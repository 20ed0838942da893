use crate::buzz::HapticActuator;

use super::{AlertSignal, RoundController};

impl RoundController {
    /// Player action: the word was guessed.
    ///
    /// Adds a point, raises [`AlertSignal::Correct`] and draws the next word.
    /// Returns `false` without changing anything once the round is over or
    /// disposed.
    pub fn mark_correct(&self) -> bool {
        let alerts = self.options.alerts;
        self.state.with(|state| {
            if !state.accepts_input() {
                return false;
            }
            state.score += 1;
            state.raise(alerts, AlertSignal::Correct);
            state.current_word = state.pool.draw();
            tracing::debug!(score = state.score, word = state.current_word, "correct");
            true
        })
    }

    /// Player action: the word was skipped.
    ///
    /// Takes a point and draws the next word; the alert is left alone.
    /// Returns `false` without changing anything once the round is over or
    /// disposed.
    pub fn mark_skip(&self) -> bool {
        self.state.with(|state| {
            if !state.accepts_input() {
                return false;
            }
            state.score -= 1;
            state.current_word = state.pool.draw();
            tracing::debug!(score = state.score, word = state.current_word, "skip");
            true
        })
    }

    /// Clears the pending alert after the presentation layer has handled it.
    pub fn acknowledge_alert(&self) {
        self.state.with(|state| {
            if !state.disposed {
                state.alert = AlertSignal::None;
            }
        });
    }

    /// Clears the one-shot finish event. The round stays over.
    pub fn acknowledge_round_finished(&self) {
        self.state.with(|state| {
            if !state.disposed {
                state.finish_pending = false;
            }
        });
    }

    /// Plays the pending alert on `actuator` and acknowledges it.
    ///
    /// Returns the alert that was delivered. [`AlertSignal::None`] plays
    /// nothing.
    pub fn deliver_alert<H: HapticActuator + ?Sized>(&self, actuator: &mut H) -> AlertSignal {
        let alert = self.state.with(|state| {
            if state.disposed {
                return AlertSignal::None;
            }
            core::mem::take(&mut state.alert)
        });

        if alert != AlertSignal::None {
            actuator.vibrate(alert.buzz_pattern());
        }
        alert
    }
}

---

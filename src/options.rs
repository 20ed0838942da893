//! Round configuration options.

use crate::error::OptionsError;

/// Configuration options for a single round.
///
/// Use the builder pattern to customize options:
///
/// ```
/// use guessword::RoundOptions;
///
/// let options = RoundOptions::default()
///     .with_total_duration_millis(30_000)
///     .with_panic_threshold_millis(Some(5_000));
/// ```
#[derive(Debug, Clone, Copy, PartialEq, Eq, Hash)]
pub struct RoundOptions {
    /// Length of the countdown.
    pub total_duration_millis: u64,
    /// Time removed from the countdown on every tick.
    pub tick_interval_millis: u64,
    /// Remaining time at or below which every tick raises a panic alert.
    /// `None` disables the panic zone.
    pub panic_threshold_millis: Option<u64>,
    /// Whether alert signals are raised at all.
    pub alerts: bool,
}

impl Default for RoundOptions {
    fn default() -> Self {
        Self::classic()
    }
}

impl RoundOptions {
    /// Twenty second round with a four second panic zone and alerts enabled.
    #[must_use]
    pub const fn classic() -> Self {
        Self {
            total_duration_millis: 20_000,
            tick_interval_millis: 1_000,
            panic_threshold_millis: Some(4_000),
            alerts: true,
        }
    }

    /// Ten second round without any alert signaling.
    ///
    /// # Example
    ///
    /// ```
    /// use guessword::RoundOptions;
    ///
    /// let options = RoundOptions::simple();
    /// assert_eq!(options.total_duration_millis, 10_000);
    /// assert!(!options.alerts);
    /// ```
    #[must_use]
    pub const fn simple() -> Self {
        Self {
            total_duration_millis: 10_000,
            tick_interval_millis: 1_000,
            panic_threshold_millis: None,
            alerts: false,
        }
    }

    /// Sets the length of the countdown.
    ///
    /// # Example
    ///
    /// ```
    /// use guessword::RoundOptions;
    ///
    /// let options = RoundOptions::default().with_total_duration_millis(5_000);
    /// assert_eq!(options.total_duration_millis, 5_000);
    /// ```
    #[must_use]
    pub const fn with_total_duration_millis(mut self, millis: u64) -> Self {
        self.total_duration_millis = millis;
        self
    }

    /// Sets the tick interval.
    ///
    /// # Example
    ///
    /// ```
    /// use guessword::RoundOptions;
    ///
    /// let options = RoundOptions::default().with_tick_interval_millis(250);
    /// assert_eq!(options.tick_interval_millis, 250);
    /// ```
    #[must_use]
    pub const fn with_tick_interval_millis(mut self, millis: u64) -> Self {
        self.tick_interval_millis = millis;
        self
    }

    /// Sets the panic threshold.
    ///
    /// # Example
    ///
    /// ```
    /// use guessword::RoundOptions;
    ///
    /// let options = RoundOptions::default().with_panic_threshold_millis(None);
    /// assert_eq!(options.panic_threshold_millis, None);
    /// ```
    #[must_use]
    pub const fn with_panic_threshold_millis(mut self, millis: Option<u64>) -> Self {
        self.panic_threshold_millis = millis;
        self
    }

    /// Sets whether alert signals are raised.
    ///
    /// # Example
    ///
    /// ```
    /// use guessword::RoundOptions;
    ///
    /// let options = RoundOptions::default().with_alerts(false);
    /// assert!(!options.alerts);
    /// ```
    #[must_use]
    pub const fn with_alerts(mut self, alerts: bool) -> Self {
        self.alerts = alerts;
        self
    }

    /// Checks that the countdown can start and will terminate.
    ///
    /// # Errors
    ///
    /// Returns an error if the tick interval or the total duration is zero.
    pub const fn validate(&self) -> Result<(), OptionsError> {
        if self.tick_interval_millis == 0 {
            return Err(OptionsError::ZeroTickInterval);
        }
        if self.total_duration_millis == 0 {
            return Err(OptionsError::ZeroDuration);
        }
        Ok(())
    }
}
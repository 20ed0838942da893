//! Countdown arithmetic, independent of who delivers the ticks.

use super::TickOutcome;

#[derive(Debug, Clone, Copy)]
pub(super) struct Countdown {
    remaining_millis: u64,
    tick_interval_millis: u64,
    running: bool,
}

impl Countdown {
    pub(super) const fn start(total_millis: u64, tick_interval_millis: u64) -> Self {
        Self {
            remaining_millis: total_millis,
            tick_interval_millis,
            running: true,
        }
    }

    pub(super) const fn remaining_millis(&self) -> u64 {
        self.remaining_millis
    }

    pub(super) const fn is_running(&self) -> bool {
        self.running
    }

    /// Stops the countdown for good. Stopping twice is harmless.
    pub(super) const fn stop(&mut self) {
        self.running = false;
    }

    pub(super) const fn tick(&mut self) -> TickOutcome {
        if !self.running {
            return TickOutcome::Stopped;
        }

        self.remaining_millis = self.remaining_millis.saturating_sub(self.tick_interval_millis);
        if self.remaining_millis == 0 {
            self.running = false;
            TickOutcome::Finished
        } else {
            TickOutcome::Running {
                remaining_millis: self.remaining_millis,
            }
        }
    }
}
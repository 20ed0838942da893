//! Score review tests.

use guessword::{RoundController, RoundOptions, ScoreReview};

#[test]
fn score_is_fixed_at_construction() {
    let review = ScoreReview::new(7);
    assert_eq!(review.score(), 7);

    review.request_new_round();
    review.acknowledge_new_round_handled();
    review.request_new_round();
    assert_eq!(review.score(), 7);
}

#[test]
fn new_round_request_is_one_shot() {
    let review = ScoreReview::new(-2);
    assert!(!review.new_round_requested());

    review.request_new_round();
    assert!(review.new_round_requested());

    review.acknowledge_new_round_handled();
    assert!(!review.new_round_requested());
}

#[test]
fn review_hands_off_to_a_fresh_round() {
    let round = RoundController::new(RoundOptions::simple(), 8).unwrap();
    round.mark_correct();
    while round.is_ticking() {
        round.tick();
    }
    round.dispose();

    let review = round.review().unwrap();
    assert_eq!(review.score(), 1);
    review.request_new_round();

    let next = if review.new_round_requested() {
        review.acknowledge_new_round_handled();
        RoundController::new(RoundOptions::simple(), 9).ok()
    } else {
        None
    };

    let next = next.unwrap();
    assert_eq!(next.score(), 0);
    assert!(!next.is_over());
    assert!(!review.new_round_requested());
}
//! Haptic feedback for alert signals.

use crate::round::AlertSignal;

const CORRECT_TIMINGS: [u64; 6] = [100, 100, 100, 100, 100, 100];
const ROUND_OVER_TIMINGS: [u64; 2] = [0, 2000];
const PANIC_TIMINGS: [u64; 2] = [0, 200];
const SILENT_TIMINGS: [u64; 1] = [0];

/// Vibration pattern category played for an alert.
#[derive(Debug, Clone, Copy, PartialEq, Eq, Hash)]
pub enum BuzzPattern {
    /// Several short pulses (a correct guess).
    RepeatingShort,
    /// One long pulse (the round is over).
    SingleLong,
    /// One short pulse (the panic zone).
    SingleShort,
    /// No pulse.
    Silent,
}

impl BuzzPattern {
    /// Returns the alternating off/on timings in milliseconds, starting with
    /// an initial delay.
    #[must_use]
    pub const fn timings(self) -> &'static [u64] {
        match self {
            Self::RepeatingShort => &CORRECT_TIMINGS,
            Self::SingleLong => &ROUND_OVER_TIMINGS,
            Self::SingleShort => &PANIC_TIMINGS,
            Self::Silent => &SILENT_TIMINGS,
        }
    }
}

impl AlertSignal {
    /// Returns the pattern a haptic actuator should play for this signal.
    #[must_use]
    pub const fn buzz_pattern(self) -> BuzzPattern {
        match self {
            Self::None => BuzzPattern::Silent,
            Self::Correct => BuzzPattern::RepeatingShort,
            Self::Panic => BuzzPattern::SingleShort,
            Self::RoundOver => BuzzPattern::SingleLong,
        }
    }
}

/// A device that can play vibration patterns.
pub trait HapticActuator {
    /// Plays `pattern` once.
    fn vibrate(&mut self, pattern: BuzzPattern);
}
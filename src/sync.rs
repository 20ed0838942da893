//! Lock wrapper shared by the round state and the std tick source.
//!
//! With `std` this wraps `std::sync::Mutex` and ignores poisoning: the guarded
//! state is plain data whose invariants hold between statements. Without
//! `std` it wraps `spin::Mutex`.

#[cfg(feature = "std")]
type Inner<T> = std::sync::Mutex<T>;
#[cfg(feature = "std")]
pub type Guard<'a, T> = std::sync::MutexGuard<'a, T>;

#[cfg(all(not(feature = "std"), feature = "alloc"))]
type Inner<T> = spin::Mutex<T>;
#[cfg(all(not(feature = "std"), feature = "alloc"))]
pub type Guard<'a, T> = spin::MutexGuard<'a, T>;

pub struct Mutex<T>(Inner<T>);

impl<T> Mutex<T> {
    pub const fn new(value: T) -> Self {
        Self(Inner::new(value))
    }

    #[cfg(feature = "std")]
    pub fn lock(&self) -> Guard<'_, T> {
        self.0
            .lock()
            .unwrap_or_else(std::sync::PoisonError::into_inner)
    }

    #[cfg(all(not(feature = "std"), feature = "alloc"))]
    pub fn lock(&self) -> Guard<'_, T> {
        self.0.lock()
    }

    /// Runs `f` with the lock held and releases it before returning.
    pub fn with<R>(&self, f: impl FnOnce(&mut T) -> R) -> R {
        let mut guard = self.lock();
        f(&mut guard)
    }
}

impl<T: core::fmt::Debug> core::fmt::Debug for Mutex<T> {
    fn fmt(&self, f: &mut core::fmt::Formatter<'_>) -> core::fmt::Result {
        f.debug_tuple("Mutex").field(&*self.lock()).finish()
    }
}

...

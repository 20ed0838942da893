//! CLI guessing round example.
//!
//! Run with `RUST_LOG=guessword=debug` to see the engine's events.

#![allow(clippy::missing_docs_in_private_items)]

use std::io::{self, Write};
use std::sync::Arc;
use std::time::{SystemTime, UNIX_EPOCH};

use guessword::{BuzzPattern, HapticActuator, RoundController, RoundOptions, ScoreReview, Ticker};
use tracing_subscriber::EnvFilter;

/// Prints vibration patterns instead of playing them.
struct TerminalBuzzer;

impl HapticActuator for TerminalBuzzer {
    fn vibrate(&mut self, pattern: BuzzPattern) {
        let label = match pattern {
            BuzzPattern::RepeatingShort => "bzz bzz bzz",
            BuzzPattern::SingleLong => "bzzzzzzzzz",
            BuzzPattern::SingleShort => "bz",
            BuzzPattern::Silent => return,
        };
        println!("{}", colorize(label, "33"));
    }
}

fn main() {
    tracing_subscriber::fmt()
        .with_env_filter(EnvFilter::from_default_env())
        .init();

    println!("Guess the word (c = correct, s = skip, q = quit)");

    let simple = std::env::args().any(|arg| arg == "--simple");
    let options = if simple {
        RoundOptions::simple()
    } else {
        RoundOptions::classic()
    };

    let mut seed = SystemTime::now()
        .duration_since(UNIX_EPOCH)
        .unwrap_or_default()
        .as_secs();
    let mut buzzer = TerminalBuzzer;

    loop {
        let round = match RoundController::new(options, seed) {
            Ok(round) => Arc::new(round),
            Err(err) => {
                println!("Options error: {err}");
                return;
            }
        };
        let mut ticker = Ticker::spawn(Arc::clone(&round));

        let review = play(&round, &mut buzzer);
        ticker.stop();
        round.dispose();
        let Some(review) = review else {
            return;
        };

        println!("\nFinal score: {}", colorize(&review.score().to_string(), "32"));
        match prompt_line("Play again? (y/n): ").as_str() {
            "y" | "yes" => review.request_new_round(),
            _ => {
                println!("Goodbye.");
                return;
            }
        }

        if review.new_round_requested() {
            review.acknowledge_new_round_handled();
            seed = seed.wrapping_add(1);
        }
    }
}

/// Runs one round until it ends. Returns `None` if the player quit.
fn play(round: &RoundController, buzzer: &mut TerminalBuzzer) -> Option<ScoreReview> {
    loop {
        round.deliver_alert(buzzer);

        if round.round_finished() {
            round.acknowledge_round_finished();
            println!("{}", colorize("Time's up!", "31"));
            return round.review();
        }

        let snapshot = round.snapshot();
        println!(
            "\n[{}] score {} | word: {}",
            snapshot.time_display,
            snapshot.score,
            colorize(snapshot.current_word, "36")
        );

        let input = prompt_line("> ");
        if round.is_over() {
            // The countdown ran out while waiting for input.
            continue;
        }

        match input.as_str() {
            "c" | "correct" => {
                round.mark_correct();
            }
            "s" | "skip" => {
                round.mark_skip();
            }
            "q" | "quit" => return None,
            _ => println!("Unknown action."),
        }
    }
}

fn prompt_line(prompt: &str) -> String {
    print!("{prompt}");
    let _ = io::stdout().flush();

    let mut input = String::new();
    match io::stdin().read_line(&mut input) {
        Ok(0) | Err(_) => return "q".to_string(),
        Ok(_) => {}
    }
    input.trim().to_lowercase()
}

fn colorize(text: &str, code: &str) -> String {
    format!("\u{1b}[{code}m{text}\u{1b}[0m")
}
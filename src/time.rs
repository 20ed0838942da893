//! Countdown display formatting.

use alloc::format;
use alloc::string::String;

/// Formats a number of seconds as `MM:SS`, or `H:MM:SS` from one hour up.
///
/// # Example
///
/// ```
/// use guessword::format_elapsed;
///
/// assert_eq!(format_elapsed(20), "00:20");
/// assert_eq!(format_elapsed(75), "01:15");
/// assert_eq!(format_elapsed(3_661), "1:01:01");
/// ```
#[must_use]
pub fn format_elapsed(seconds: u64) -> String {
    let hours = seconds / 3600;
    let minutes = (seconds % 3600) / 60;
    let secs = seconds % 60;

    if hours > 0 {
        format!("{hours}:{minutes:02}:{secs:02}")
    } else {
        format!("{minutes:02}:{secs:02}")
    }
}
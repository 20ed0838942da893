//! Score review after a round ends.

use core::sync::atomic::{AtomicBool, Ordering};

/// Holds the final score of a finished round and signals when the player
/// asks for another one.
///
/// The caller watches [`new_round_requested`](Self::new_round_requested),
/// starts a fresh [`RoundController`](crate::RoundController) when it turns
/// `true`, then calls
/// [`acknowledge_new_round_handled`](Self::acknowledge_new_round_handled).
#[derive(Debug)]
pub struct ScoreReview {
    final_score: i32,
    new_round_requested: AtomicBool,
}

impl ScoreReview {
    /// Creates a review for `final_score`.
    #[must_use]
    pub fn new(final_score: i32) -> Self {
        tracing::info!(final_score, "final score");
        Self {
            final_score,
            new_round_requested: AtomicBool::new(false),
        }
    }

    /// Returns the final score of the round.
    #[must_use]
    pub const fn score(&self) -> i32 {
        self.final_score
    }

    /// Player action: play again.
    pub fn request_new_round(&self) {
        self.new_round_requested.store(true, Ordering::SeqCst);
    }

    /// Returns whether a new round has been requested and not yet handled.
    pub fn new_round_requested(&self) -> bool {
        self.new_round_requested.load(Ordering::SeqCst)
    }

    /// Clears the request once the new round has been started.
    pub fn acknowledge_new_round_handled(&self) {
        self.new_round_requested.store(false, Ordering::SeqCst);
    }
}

[YOUR ASSIGNMENT]
All that is needed is a number: how many lines in the data above contain the string "action".

[TASK SOLUTION]
4